Senior Public Affairs Officer
Torrential rains have been battering the Gulf Coast since Friday, but have not adversely affected any of the nuclear power plants in Louisiana, Mississippi, or Arkansas.
Though skies have now cleared over Baton Rouge, the area has been especially hard hit by flooding. But this has had no significant impact on the River Bend nuclear power plant, about 25 miles northwest of the city, or the designated routes that would be used to evacuate the public in the event of a nuclear emergency.
The Waterford 3 nuclear plant, located in Killona (about 25 miles west of New Orleans), has been similarly unaffected. “We’ve had some heavy rain here over the weekend but there has not been any real impact on the plant,” said NRC Resident Inspector Chris Speer.
Flooding is one of the many natural hazards that nuclear power plants must be prepared for. Every nuclear power plant must demonstrate the ability to withstand extreme flooding and shut down safely if necessary. Most nuclear power plants have emergency diesel generators that can supply backup power for key safety systems if off-site power is lost.
All plants have robust designs with redundancy in key components that are protected from natural events, including flooding. These requirements were in place before the Fukushima accident in Japan in 2011, and have been strengthened since.
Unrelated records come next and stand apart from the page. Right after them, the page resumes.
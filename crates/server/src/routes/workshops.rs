use axum::{
    Extension, Json,
    extract::State,
    response::Json as ResponseJson,
};
use db::models::{
    submission::Submission,
    workshop::{CreateWorkshop, Workshop},
};
use serde::Deserialize;
use utils::response::ApiResponse;

use crate::{AppState, error::ApiError};

#[derive(Debug, Deserialize)]
pub struct SetActiveRequest {
    pub active: bool,
}

pub async fn list_workshops(
    State(state): State<AppState>,
) -> Result<ResponseJson<ApiResponse<Vec<Workshop>>>, ApiError> {
    let workshops = Workshop::find_all(&state.db().conn).await?;
    Ok(ResponseJson(ApiResponse::success(workshops)))
}

pub async fn create_workshop(
    State(state): State<AppState>,
    Json(payload): Json<CreateWorkshop>,
) -> Result<ResponseJson<ApiResponse<Workshop>>, ApiError> {
    if payload.title.trim().is_empty() || payload.access_code.trim().is_empty() {
        return Err(ApiError::BadRequest(
            "Title and access code are required".to_string(),
        ));
    }
    let workshop = Workshop::create(&state.db().conn, &payload).await?;
    tracing::info!(title = %workshop.title, "Workshop created");
    Ok(ResponseJson(ApiResponse::success(workshop)))
}

pub async fn get_workshop(
    Extension(workshop): Extension<Workshop>,
) -> Result<ResponseJson<ApiResponse<Workshop>>, ApiError> {
    Ok(ResponseJson(ApiResponse::success(workshop)))
}

pub async fn set_workshop_active(
    State(state): State<AppState>,
    Extension(workshop): Extension<Workshop>,
    Json(payload): Json<SetActiveRequest>,
) -> Result<ResponseJson<ApiResponse<Workshop>>, ApiError> {
    let workshop = Workshop::set_active(&state.db().conn, workshop.id, payload.active).await?;
    Ok(ResponseJson(ApiResponse::success(workshop)))
}

pub async fn delete_workshop(
    State(state): State<AppState>,
    Extension(workshop): Extension<Workshop>,
) -> Result<ResponseJson<ApiResponse<()>>, ApiError> {
    Workshop::delete(&state.db().conn, workshop.id).await?;
    Ok(ResponseJson(ApiResponse::success(())))
}

/// Review view: every submission made under one workshop, newest first.
pub async fn list_workshop_submissions(
    State(state): State<AppState>,
    Extension(workshop): Extension<Workshop>,
) -> Result<ResponseJson<ApiResponse<Vec<Submission>>>, ApiError> {
    let submissions = Submission::find_by_workshop(&state.db().conn, workshop.id).await?;
    Ok(ResponseJson(ApiResponse::success(submissions)))
}
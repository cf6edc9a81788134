use serde::{Deserialize, Serialize};

/// Uniform JSON envelope for every API response.
#[derive(Debug, Clone, Serialize, Deserialize)]
pub struct ApiResponse<T> {
    pub success: bool,
    pub data: Option<T>,
    pub message: Option<String>,
}

impl<T> ApiResponse<T> {
    pub fn success(data: T) -> Self {
        Self {
            success: true,
            data: Some(data),
            message: None,
        }
    }

    pub fn success_with_message(data: T, message: &str) -> Self {
        Self {
            success: true,
            data: Some(data),
            message: Some(message.to_string()),
        }
    }

    pub fn error(message: &str) -> Self {
        Self {
            success: false,
            data: None,
            message: Some(message.to_string()),
        }
    }
}

#[cfg(test)]
mod tests {
    use super::*;

    #[test]
    fn success_envelope_carries_data() {
        let response = ApiResponse::success(42);
        assert!(response.success);
        assert_eq!(response.data, Some(42));
        assert!(response.message.is_none());
    }

    #[test]
    fn success_envelope_can_carry_an_informational_message() {
        let response = ApiResponse::success_with_message((), "still working");
        assert!(response.success);
        assert_eq!(response.message.as_deref(), Some("still working"));
    }

    #[test]
    fn error_envelope_carries_message_only() {
        let response = ApiResponse::<()>::error("boom");
        assert!(!response.success);
        assert!(response.data.is_none());
        assert_eq!(response.message.as_deref(), Some("boom"));
    }
}
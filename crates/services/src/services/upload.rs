use std::time::Duration;

use backon::{ConstantBuilder, Retryable};
use image::codecs::jpeg::JpegEncoder;
use serde::Serialize;
use thiserror::Error;
use uuid::Uuid;

use crate::services::config::UploadConfig;
use crate::services::storage::{BUCKET_ORIGINAL_UPLOADS, ObjectStore, StorageError};

#[derive(Debug, Error)]
pub enum UploadError {
    #[error("Upload of {size} bytes exceeds the {max} byte limit")]
    TooLarge { size: usize, max: usize },
    #[error("Unsupported image type: {0}")]
    UnsupportedType(String),
    #[error("HEIC/HEIF uploads cannot be decoded on this server")]
    HeicNotSupported,
    #[error("Image conversion failed: {0}")]
    Conversion(String),
    #[error(transparent)]
    Storage(#[from] StorageError),
}

#[derive(Debug, Clone, Copy, PartialEq, Eq)]
enum ImageEncoding {
    Jpeg,
    Png,
    Heic,
    Heif,
    Webp,
    Bmp,
    Tiff,
}

impl ImageEncoding {
    fn detect(mime_type: Option<&str>, file_name: &str) -> Option<Self> {
        if let Some(encoding) = mime_type.and_then(Self::from_mime) {
            return Some(encoding);
        }
        let extension = file_name.rsplit_once('.')?.1.to_ascii_lowercase();
        match extension.as_str() {
            "jpg" | "jpeg" => Some(Self::Jpeg),
            "png" => Some(Self::Png),
            "heic" => Some(Self::Heic),
            "heif" => Some(Self::Heif),
            "webp" => Some(Self::Webp),
            "bmp" => Some(Self::Bmp),
            "tif" | "tiff" => Some(Self::Tiff),
            _ => None,
        }
    }

    fn from_mime(mime_type: &str) -> Option<Self> {
        match mime_type {
            "image/jpeg" | "image/jpg" => Some(Self::Jpeg),
            "image/png" => Some(Self::Png),
            "image/heic" => Some(Self::Heic),
            "image/heif" => Some(Self::Heif),
            "image/webp" => Some(Self::Webp),
            "image/bmp" => Some(Self::Bmp),
            "image/tiff" => Some(Self::Tiff),
            _ => None,
        }
    }

    fn passthrough(self) -> bool {
        matches!(self, Self::Jpeg | Self::Png)
    }
}

#[derive(Debug, Clone, Serialize)]
pub struct StoredUpload {
    pub key: String,
    pub public_url: String,
    pub mime_type: String,
}

/// Accepts a participant photo, normalizes it to a browser-friendly
/// encoding, and writes it to the object store.
#[derive(Debug, Clone)]
pub struct UploadService {
    store: ObjectStore,
    config: UploadConfig,
}

impl UploadService {
    pub fn new(store: ObjectStore, config: UploadConfig) -> Self {
        Self { store, config }
    }

    /// JPEG and PNG pass through byte-for-byte; WebP, BMP and TIFF are
    /// converted to JPEG, with a bounded number of retries before the
    /// upload fails. HEIC/HEIF is recognized but refused up front: there is
    /// no pure-Rust decoder for it, and the participant gets a message
    /// telling them to re-export as JPG or PNG instead of a retry loop that
    /// can never succeed.
    pub async fn store_original(
        &self,
        file_name: &str,
        mime_type: Option<&str>,
        bytes: &[u8],
    ) -> Result<StoredUpload, UploadError> {
        if bytes.len() > self.config.max_size_bytes {
            return Err(UploadError::TooLarge {
                size: bytes.len(),
                max: self.config.max_size_bytes,
            });
        }

        let encoding = ImageEncoding::detect(mime_type, file_name).ok_or_else(|| {
            UploadError::UnsupportedType(
                mime_type.map(str::to_string).unwrap_or_else(|| file_name.to_string()),
            )
        })?;
        if matches!(encoding, ImageEncoding::Heic | ImageEncoding::Heif) {
            return Err(UploadError::HeicNotSupported);
        }

        let (payload, extension, stored_mime) = if encoding.passthrough() {
            let (ext, mime) = match encoding {
                ImageEncoding::Jpeg => ("jpg", "image/jpeg"),
                _ => ("png", "image/png"),
            };
            (bytes.to_vec(), ext, mime)
        } else {
            let quality = self.config.jpeg_quality;
            let converted = (|| async { convert_to_jpeg(bytes, quality) })
                .retry(
                    ConstantBuilder::default()
                        .with_delay(Duration::from_millis(self.config.retry_delay_ms))
                        .with_max_times(self.config.conversion_retries),
                )
                .notify(|err: &UploadError, _| {
                    tracing::warn!("Image conversion attempt failed, retrying: {}", err);
                })
                .await?;
            (converted, "jpg", "image/jpeg")
        };

        let key = format!("{}.{}", Uuid::new_v4(), extension);
        let public_url = self
            .store
            .put(BUCKET_ORIGINAL_UPLOADS, &key, &payload)?;
        Ok(StoredUpload {
            key,
            public_url,
            mime_type: stored_mime.to_string(),
        })
    }
}

fn convert_to_jpeg(bytes: &[u8], quality: u8) -> Result<Vec<u8>, UploadError> {
    let decoded = image::load_from_memory(bytes)
        .map_err(|err| UploadError::Conversion(err.to_string()))?;
    let mut out = Vec::new();
    let encoder = JpegEncoder::new_with_quality(&mut out, quality);
    decoded
        .write_with_encoder(encoder)
        .map_err(|err| UploadError::Conversion(err.to_string()))?;
    Ok(out)
}

#[cfg(test)]
mod tests {
    use std::io::Cursor;

    use image::ImageFormat;

    use super::*;

    fn service(dir: &std::path::Path) -> UploadService {
        let store = ObjectStore::new(dir.to_path_buf()).unwrap();
        UploadService::new(
            store,
            UploadConfig {
                retry_delay_ms: 0,
                ..Default::default()
            },
        )
    }

    fn encode(format: ImageFormat) -> Vec<u8> {
        let img = image::RgbImage::from_pixel(4, 4, image::Rgb([120, 200, 40]));
        let mut buf = Cursor::new(Vec::new());
        image::DynamicImage::ImageRgb8(img)
            .write_to(&mut buf, format)
            .unwrap();
        buf.into_inner()
    }

    #[tokio::test]
    async fn png_passes_through_unchanged() {
        let dir = tempfile::tempdir().unwrap();
        let service = service(dir.path());
        let png = encode(ImageFormat::Png);

        let stored = service
            .store_original("photo.png", Some("image/png"), &png)
            .await
            .unwrap();
        assert_eq!(stored.mime_type, "image/png");
        assert!(stored.public_url.starts_with("/storage/original_uploads/"));

        let on_disk = std::fs::read(dir.path().join("original_uploads").join(&stored.key)).unwrap();
        assert_eq!(on_disk, png);
    }

    #[tokio::test]
    async fn bmp_is_converted_to_jpeg() {
        let dir = tempfile::tempdir().unwrap();
        let service = service(dir.path());
        let bmp = encode(ImageFormat::Bmp);

        let stored = service
            .store_original("photo.bmp", Some("image/bmp"), &bmp)
            .await
            .unwrap();
        assert_eq!(stored.mime_type, "image/jpeg");
        assert!(stored.key.ends_with(".jpg"));

        let on_disk = std::fs::read(dir.path().join("original_uploads").join(&stored.key)).unwrap();
        assert_eq!(image::guess_format(&on_disk).unwrap(), ImageFormat::Jpeg);
    }

    #[tokio::test]
    async fn undecodable_bytes_fail_after_retries() {
        let dir = tempfile::tempdir().unwrap();
        let service = service(dir.path());

        let err = service
            .store_original("photo.webp", Some("image/webp"), b"not an image")
            .await
            .unwrap_err();
        assert!(matches!(err, UploadError::Conversion(_)));
    }

    #[tokio::test]
    async fn heic_is_refused_before_the_conversion_path() {
        let dir = tempfile::tempdir().unwrap();
        let service = service(dir.path());

        let err = service
            .store_original("photo.heic", Some("image/heic"), b"ftypheic")
            .await
            .unwrap_err();
        assert!(matches!(err, UploadError::HeicNotSupported));

        // extension-only detection hits the same refusal
        let err = service
            .store_original("photo.heif", None, b"ftypheif")
            .await
            .unwrap_err();
        assert!(matches!(err, UploadError::HeicNotSupported));

        assert!(
            std::fs::read_dir(dir.path().join("original_uploads"))
                .unwrap()
                .next()
                .is_none()
        );
    }

    #[tokio::test]
    async fn unknown_types_and_oversized_payloads_are_rejected() {
        let dir = tempfile::tempdir().unwrap();
        let store = ObjectStore::new(dir.path().to_path_buf()).unwrap();
        let service = UploadService::new(
            store,
            UploadConfig {
                max_size_bytes: 8,
                retry_delay_ms: 0,
                ..Default::default()
            },
        );

        let err = service
            .store_original("notes.txt", Some("text/plain"), b"abc")
            .await
            .unwrap_err();
        assert!(matches!(err, UploadError::UnsupportedType(_)));

        let err = service
            .store_original("photo.png", Some("image/png"), &[0u8; 16])
            .await
            .unwrap_err();
        assert!(matches!(err, UploadError::TooLarge { size: 16, max: 8 }));
    }
}
use axum::{
    Json,
    extract::State,
    http::HeaderMap,
    response::Json as ResponseJson,
};
use db::models::submission::{GenerationPatch, Submission};
use serde::Deserialize;
use utils::response::ApiResponse;
use uuid::Uuid;

use crate::{AppState, error::ApiError};

pub const CALLBACK_TOKEN_HEADER: &str = "x-callback-token";

/// Callback body from the generation workflow. `image_id` is the submission
/// id, named per the workflow's wire contract.
#[derive(Debug, Deserialize)]
pub struct GenerationCallback {
    #[serde(rename = "image_id")]
    pub submission_id: Uuid,
    #[serde(flatten)]
    pub patch: GenerationPatch,
}

/// The workflow reports results in stages over this endpoint: first the
/// reflection questions, later the image URL. Each call patches only the
/// fields it carries.
pub async fn callback(
    State(state): State<AppState>,
    headers: HeaderMap,
    Json(payload): Json<GenerationCallback>,
) -> Result<ResponseJson<ApiResponse<Submission>>, ApiError> {
    let expected = state.config().read().await.webhook.callback_token.clone();
    if let Some(expected) = expected {
        let provided = headers
            .get(CALLBACK_TOKEN_HEADER)
            .and_then(|value| value.to_str().ok());
        if provided != Some(expected.as_str()) {
            tracing::warn!(
                submission_id = %payload.submission_id,
                "Generation callback with bad token rejected"
            );
            return Err(ApiError::Unauthorized);
        }
    }

    let current = Submission::find_by_uuid(&state.db().conn, payload.submission_id)
        .await?
        .ok_or_else(|| ApiError::NotFound("Submission not found".to_string()))?;

    let submission = Submission::update_generation(
        &state.db().conn,
        payload.submission_id,
        &payload.patch,
        current.generation_version,
    )
    .await?;

    tracing::info!(
        submission_id = %submission.id,
        questions = submission.questions_ready().is_some(),
        image = submission.image_ready().is_some(),
        "Generation callback applied"
    );
    Ok(ResponseJson(ApiResponse::success(submission)))
}
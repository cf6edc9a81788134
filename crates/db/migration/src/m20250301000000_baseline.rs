use sea_orm_migration::prelude::*;
use sea_orm_migration::sea_orm::DatabaseBackend;

#[derive(DeriveMigrationName)]
pub struct Migration;

#[async_trait::async_trait]
impl MigrationTrait for Migration {
    async fn up(&self, manager: &SchemaManager) -> Result<(), DbErr> {
        manager
            .create_table(
                Table::create()
                    .if_not_exists()
                    .table(Workshops::Table)
                    .col(pk_id_col(manager, Workshops::Id))
                    .col(uuid_col(Workshops::Uuid))
                    .col(ColumnDef::new(Workshops::Title).string().not_null())
                    .col(
                        ColumnDef::new(Workshops::AccessCode)
                            .string_len(64)
                            .not_null(),
                    )
                    .col(
                        ColumnDef::new(Workshops::Active)
                            .boolean()
                            .not_null()
                            .default(Expr::val(true)),
                    )
                    .col(
                        ColumnDef::new(Workshops::VideoSubmissionCount)
                            .integer()
                            .not_null()
                            .default(Expr::val(0)),
                    )
                    .col(ColumnDef::new(Workshops::VideoGeneratedAt).timestamp())
                    .col(timestamp_col(Workshops::CreatedAt))
                    .col(timestamp_col(Workshops::UpdatedAt))
                    .to_owned(),
            )
            .await?;

        manager
            .create_index(
                Index::create()
                    .if_not_exists()
                    .name("idx_workshops_uuid")
                    .table(Workshops::Table)
                    .col(Workshops::Uuid)
                    .unique()
                    .to_owned(),
            )
            .await?;

        manager
            .create_index(
                Index::create()
                    .if_not_exists()
                    .name("idx_workshops_access_code")
                    .table(Workshops::Table)
                    .col(Workshops::AccessCode)
                    .unique()
                    .to_owned(),
            )
            .await?;

        manager
            .create_table(
                Table::create()
                    .if_not_exists()
                    .table(Submissions::Table)
                    .col(pk_id_col(manager, Submissions::Id))
                    .col(uuid_col(Submissions::Uuid))
                    .col(uuid_col(Submissions::UserId))
                    .col(
                        ColumnDef::new(Submissions::WorkshopId)
                            .big_integer()
                            .not_null(),
                    )
                    .col(ColumnDef::new(Submissions::OrganismType).string())
                    .col(ColumnDef::new(Submissions::Color).string())
                    .col(ColumnDef::new(Submissions::Size).string())
                    .col(ColumnDef::new(Submissions::Quantity).string())
                    .col(ColumnDef::new(Submissions::Landscape).text())
                    .col(ColumnDef::new(Submissions::Features).text())
                    .col(ColumnDef::new(Submissions::OriginalImageUrl).string())
                    .col(version_col(Submissions::ProfileVersion))
                    .col(ColumnDef::new(Submissions::FeedbackAnswer1).string())
                    .col(ColumnDef::new(Submissions::FeedbackAnswer2).string())
                    .col(ColumnDef::new(Submissions::AdjustOrganism).boolean())
                    .col(version_col(Submissions::FeedbackVersion))
                    .col(ColumnDef::new(Submissions::AiDescription).text())
                    .col(ColumnDef::new(Submissions::FeedbackQuestion1).text())
                    .col(ColumnDef::new(Submissions::FeedbackQuestion2).text())
                    .col(ColumnDef::new(Submissions::AiPrompt).text())
                    .col(ColumnDef::new(Submissions::AiModelImageAnalysis).string())
                    .col(ColumnDef::new(Submissions::AiModelPromptGeneration).string())
                    .col(ColumnDef::new(Submissions::AiModelImageGeneration).string())
                    .col(ColumnDef::new(Submissions::AiImageRatio).string())
                    .col(ColumnDef::new(Submissions::AiImageUrl).string())
                    .col(ColumnDef::new(Submissions::Summary).text())
                    .col(ColumnDef::new(Submissions::LatinName).string())
                    .col(version_col(Submissions::GenerationVersion))
                    .col(timestamp_col(Submissions::CreatedAt))
                    .col(timestamp_col(Submissions::UpdatedAt))
                    .foreign_key(
                        ForeignKey::create()
                            .name("fk_submissions_workshop_id")
                            .from(Submissions::Table, Submissions::WorkshopId)
                            .to(Workshops::Table, Workshops::Id)
                            .on_delete(ForeignKeyAction::Cascade),
                    )
                    .to_owned(),
            )
            .await?;

        manager
            .create_index(
                Index::create()
                    .if_not_exists()
                    .name("idx_submissions_uuid")
                    .table(Submissions::Table)
                    .col(Submissions::Uuid)
                    .unique()
                    .to_owned(),
            )
            .await?;

        manager
            .create_index(
                Index::create()
                    .if_not_exists()
                    .name("idx_submissions_user_id")
                    .table(Submissions::Table)
                    .col(Submissions::UserId)
                    .to_owned(),
            )
            .await?;

        manager
            .create_index(
                Index::create()
                    .if_not_exists()
                    .name("idx_submissions_workshop_id")
                    .table(Submissions::Table)
                    .col(Submissions::WorkshopId)
                    .to_owned(),
            )
            .await?;

        manager
            .create_table(
                Table::create()
                    .if_not_exists()
                    .table(WorkshopSessions::Table)
                    .col(pk_id_col(manager, WorkshopSessions::Id))
                    .col(uuid_col(WorkshopSessions::Uuid))
                    .col(uuid_col(WorkshopSessions::UserId))
                    .col(
                        ColumnDef::new(WorkshopSessions::WorkshopId)
                            .big_integer()
                            .not_null(),
                    )
                    .col(uuid_col(WorkshopSessions::SubmissionUuid))
                    .col(timestamp_col(WorkshopSessions::CreatedAt))
                    .col(
                        ColumnDef::new(WorkshopSessions::ExpiresAt)
                            .timestamp()
                            .not_null(),
                    )
                    .foreign_key(
                        ForeignKey::create()
                            .name("fk_workshop_sessions_workshop_id")
                            .from(WorkshopSessions::Table, WorkshopSessions::WorkshopId)
                            .to(Workshops::Table, Workshops::Id)
                            .on_delete(ForeignKeyAction::Cascade),
                    )
                    .to_owned(),
            )
            .await?;

        manager
            .create_index(
                Index::create()
                    .if_not_exists()
                    .name("idx_workshop_sessions_uuid")
                    .table(WorkshopSessions::Table)
                    .col(WorkshopSessions::Uuid)
                    .unique()
                    .to_owned(),
            )
            .await?;

        manager
            .create_table(
                Table::create()
                    .if_not_exists()
                    .table(WebhookOutbox::Table)
                    .col(pk_id_col(manager, WebhookOutbox::Id))
                    .col(uuid_col(WebhookOutbox::Uuid))
                    .col(uuid_col(WebhookOutbox::SubmissionUuid))
                    .col(ColumnDef::new(WebhookOutbox::Payload).json().not_null())
                    .col(timestamp_col(WebhookOutbox::CreatedAt))
                    .col(ColumnDef::new(WebhookOutbox::DispatchedAt).timestamp())
                    .col(
                        ColumnDef::new(WebhookOutbox::Attempts)
                            .integer()
                            .not_null()
                            .default(Expr::val(0)),
                    )
                    .col(ColumnDef::new(WebhookOutbox::LastError).text())
                    .to_owned(),
            )
            .await?;

        manager
            .create_index(
                Index::create()
                    .if_not_exists()
                    .name("idx_webhook_outbox_dispatched_at")
                    .table(WebhookOutbox::Table)
                    .col(WebhookOutbox::DispatchedAt)
                    .to_owned(),
            )
            .await?;

        manager
            .create_table(
                Table::create()
                    .if_not_exists()
                    .table(Admins::Table)
                    .col(pk_id_col(manager, Admins::Id))
                    .col(uuid_col(Admins::Uuid))
                    .col(ColumnDef::new(Admins::Email).string().not_null())
                    .col(ColumnDef::new(Admins::PasswordHash).string().not_null())
                    .col(timestamp_col(Admins::CreatedAt))
                    .to_owned(),
            )
            .await?;

        manager
            .create_index(
                Index::create()
                    .if_not_exists()
                    .name("idx_admins_email")
                    .table(Admins::Table)
                    .col(Admins::Email)
                    .unique()
                    .to_owned(),
            )
            .await?;

        manager
            .create_table(
                Table::create()
                    .if_not_exists()
                    .table(GalleryItems::Table)
                    .col(pk_id_col(manager, GalleryItems::Id))
                    .col(uuid_col(GalleryItems::Uuid))
                    .col(ColumnDef::new(GalleryItems::Title).string().not_null())
                    .col(ColumnDef::new(GalleryItems::Description).text())
                    .col(ColumnDef::new(GalleryItems::ImageUrl).string().not_null())
                    .col(timestamp_col(GalleryItems::CreatedAt))
                    .to_owned(),
            )
            .await?;

        manager
            .create_index(
                Index::create()
                    .if_not_exists()
                    .name("idx_gallery_items_uuid")
                    .table(GalleryItems::Table)
                    .col(GalleryItems::Uuid)
                    .unique()
                    .to_owned(),
            )
            .await?;

        Ok(())
    }

    async fn down(&self, manager: &SchemaManager) -> Result<(), DbErr> {
        manager
            .drop_table(Table::drop().table(GalleryItems::Table).to_owned())
            .await?;
        manager
            .drop_table(Table::drop().table(Admins::Table).to_owned())
            .await?;
        manager
            .drop_table(Table::drop().table(WebhookOutbox::Table).to_owned())
            .await?;
        manager
            .drop_table(Table::drop().table(WorkshopSessions::Table).to_owned())
            .await?;
        manager
            .drop_table(Table::drop().table(Submissions::Table).to_owned())
            .await?;
        manager
            .drop_table(Table::drop().table(Workshops::Table).to_owned())
            .await?;
        Ok(())
    }
}

fn pk_id_col<T: Iden>(manager: &SchemaManager, col: T) -> ColumnDef {
    let mut col = ColumnDef::new(col);
    match manager.get_database_backend() {
        DatabaseBackend::Sqlite => {
            col.integer();
        }
        _ => {
            col.big_integer();
        }
    }
    col.not_null().auto_increment().primary_key().to_owned()
}

fn uuid_col<T: Iden>(col: T) -> ColumnDef {
    ColumnDef::new(col).uuid().not_null().to_owned()
}

fn timestamp_col<T: Iden>(col: T) -> ColumnDef {
    ColumnDef::new(col)
        .timestamp()
        .not_null()
        .default(Expr::current_timestamp())
        .to_owned()
}

fn version_col<T: Iden>(col: T) -> ColumnDef {
    ColumnDef::new(col)
        .integer()
        .not_null()
        .default(Expr::val(0))
        .to_owned()
}

#[derive(Iden)]
enum Workshops {
    Table,
    Id,
    Uuid,
    Title,
    AccessCode,
    Active,
    VideoSubmissionCount,
    VideoGeneratedAt,
    CreatedAt,
    UpdatedAt,
}

#[derive(Iden)]
enum Submissions {
    Table,
    Id,
    Uuid,
    UserId,
    WorkshopId,
    OrganismType,
    Color,
    Size,
    Quantity,
    Landscape,
    Features,
    OriginalImageUrl,
    ProfileVersion,
    FeedbackAnswer1,
    FeedbackAnswer2,
    AdjustOrganism,
    FeedbackVersion,
    AiDescription,
    FeedbackQuestion1,
    FeedbackQuestion2,
    AiPrompt,
    AiModelImageAnalysis,
    AiModelPromptGeneration,
    AiModelImageGeneration,
    AiImageRatio,
    AiImageUrl,
    Summary,
    LatinName,
    GenerationVersion,
    CreatedAt,
    UpdatedAt,
}

#[derive(Iden)]
enum WorkshopSessions {
    Table,
    Id,
    Uuid,
    UserId,
    WorkshopId,
    SubmissionUuid,
    CreatedAt,
    ExpiresAt,
}

#[derive(Iden)]
enum WebhookOutbox {
    Table,
    Id,
    Uuid,
    SubmissionUuid,
    Payload,
    CreatedAt,
    DispatchedAt,
    Attempts,
    LastError,
}

#[derive(Iden)]
enum Admins {
    Table,
    Id,
    Uuid,
    Email,
    PasswordHash,
    CreatedAt,
}

#[derive(Iden)]
enum GalleryItems {
    Table,
    Id,
    Uuid,
    Title,
    Description,
    ImageUrl,
    CreatedAt,
}
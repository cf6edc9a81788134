pub mod error;
pub mod http;
pub mod middleware;
pub mod routes;
mod state;

pub use state::AppState;

#[cfg(test)]
pub(crate) mod test_support;
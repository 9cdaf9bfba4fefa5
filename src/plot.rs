use std::path::Path;

use plotters::coord::types::RangedCoordf32;
use plotters::prelude::*;

use crate::Instance;

const SIZE: u32 = 1024;

/// Renders the instance to a PNG: facilities as filled black dots with their
/// dominant coverage ring, cities as red dots.
pub fn render_instance(path: &Path, instance: &Instance) -> Result<(), anyhow::Error> {
    draw(path, instance).map_err(|e| anyhow::anyhow!("rendering {}: {e}", path.display()))
}

fn draw(path: &Path, instance: &Instance) -> Result<(), Box<dyn std::error::Error>> {
    let extent = instance
        .facility_positions
        .iter()
        .chain(&instance.city_positions)
        .flat_map(|p| p.iter().copied())
        .max()
        .unwrap_or(0) as f32
        + 10.0;

    let root = BitMapBackend::new(path, (SIZE, SIZE)).into_drawing_area();
    root.fill(&RGBColor(240, 200, 200))?;
    let root = root.apply_coord_spec(Cartesian2d::<RangedCoordf32, RangedCoordf32>::new(
        0f32..extent,
        0f32..extent,
        (0..SIZE as i32, 0..SIZE as i32),
    ));

    let dominant_radius = instance.coverage_radius.iter().copied().max().unwrap_or(0);
    let ring = (dominant_radius as f32 * SIZE as f32 / extent) as i32;
    for &pos in &instance.facility_positions {
        let center = (pos[0] as f32, pos[1] as f32);
        root.draw(&Circle::new(center, ring, ShapeStyle::from(&BLACK)))?;
        root.draw(&Circle::new(center, 4, ShapeStyle::from(&BLACK).filled()))?;
    }
    for &pos in &instance.city_positions {
        let center = (pos[0] as f32, pos[1] as f32);
        root.draw(&Circle::new(center, 2, ShapeStyle::from(&RED).filled()))?;
    }
    root.present()?;
    Ok(())
}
As of Tuesday, Arkansas Nuclear One, in Russellville, has gotten about five inches of rain since Friday, NRC Resident Inspector Margaret Tobin said. “It’s a little muddy at the site, but that’s about it.”
At Grand Gulf plant in Mississippi, 20 miles southwest of Vicksburg, only light rain has been reported. “We actually had very little rain at the site, compared to what was expected,” said Matt Young, the NRC’s Senior Resident at the plant.
The NRC is closely following events and getting periodic updates from the National Weather Service on conditions that might affect any of the Gulf Coast nuclear plants. Additionally, the resident inspectors are monitoring local weather conditions to remain aware of conditions that could affect continued safe operations of the plants.
5 thoughts on “NRC Keeps an Eye on Gulf Coast Flooding”
It is not that extreme hypothetical today and what is in our future?
The Probable Maximum Precipitation is defined as a specific rain event at the site location, and is a hypothetical indication of the extreme upper limit of precipitation events. It does not equate to an average rainfall rate for the given time period. For example, a thunderstorm may have a localized rainfall rate greater than what would be the calculated average rate for the PMP; however, the total rainfall for the duration of the thunderstorm at the site would be considerably less than the Probable Maximum Precipitation.
“The calamity struck quickly and ferociously. In one part of Livingston Parish, more than 31 inches of rain fell in 15 hours.”
I get a about a 50 inch in rate in 24 hours out of the above. Both plants are about 70 miles from Livingston.
You would think you would need about a 10 inch limit above 50 inch for conservatism.
What is the hole in my thinking here?
Thanks for the response.
Waterford 3 is designed for a probable maximum precipitation of 39.4 inches in 24 hours, and River Bend is designed for 47.1 inches. Even though the rainfall this past weekend was substantial in parts of Louisiana, it did not challenge these plants’ design precipitation rates. Waterford 3 had about 4 inches in 24 hours, and River Bend experienced approximately 5 inches in the same time period. While both plants are designed to withstand external flooding, neither plant experienced abnormal ponding of water that impacted the sites’ safety equipment, operation, or emergency response capability.
Both Waterford 3 and River Bend recently re-evaluated potential precipitation and flooding scenarios using the NRC-approved methods as described in NUREG/CR-7046 (November 2011), “Design-Basis Flood Estimation for Site Characterization at Nuclear Power Plants in the United States of America,” and NRC Interim Staff Guidance to confirm the adequacy of the plants’ design following the Fukushima events.
There was no flooding at River Bend or Waterford, but as frequently occurs following heavy rains, there was some pooling of water at various places at each site, but nothing that has interfered with daily operations.
What is the design maximum hourly and total rainfall at River Bend and Waterford? I keep thinking about the corroded diesel generator diesel day tank tubing on the roof at Waterford the NRC discovered recently. There were all sorts of talk about the design precipitation rates and the maximum ponding on
the roofs, if the roof drain line clogs up in the violation process.
That was a great catch by the NRC and negligence on Entergy part with never inspecting the safety related tubing on the roof. I believe nobody ever in the history of the plant ever went up on the roof before the NRC trooped onto the roof in an engineering inspection. .
Does this storm (rainfall) and all the flooding challenge the plant design maximum precipitation rates and total?
Was there any abnormal local flooding and ponding of water anywhere on the sites of these two facilities?
How do we come up with plant design precipitation rates and are they valid in todays world?
I get 6″ to 10″ per hour at some location and in media reports?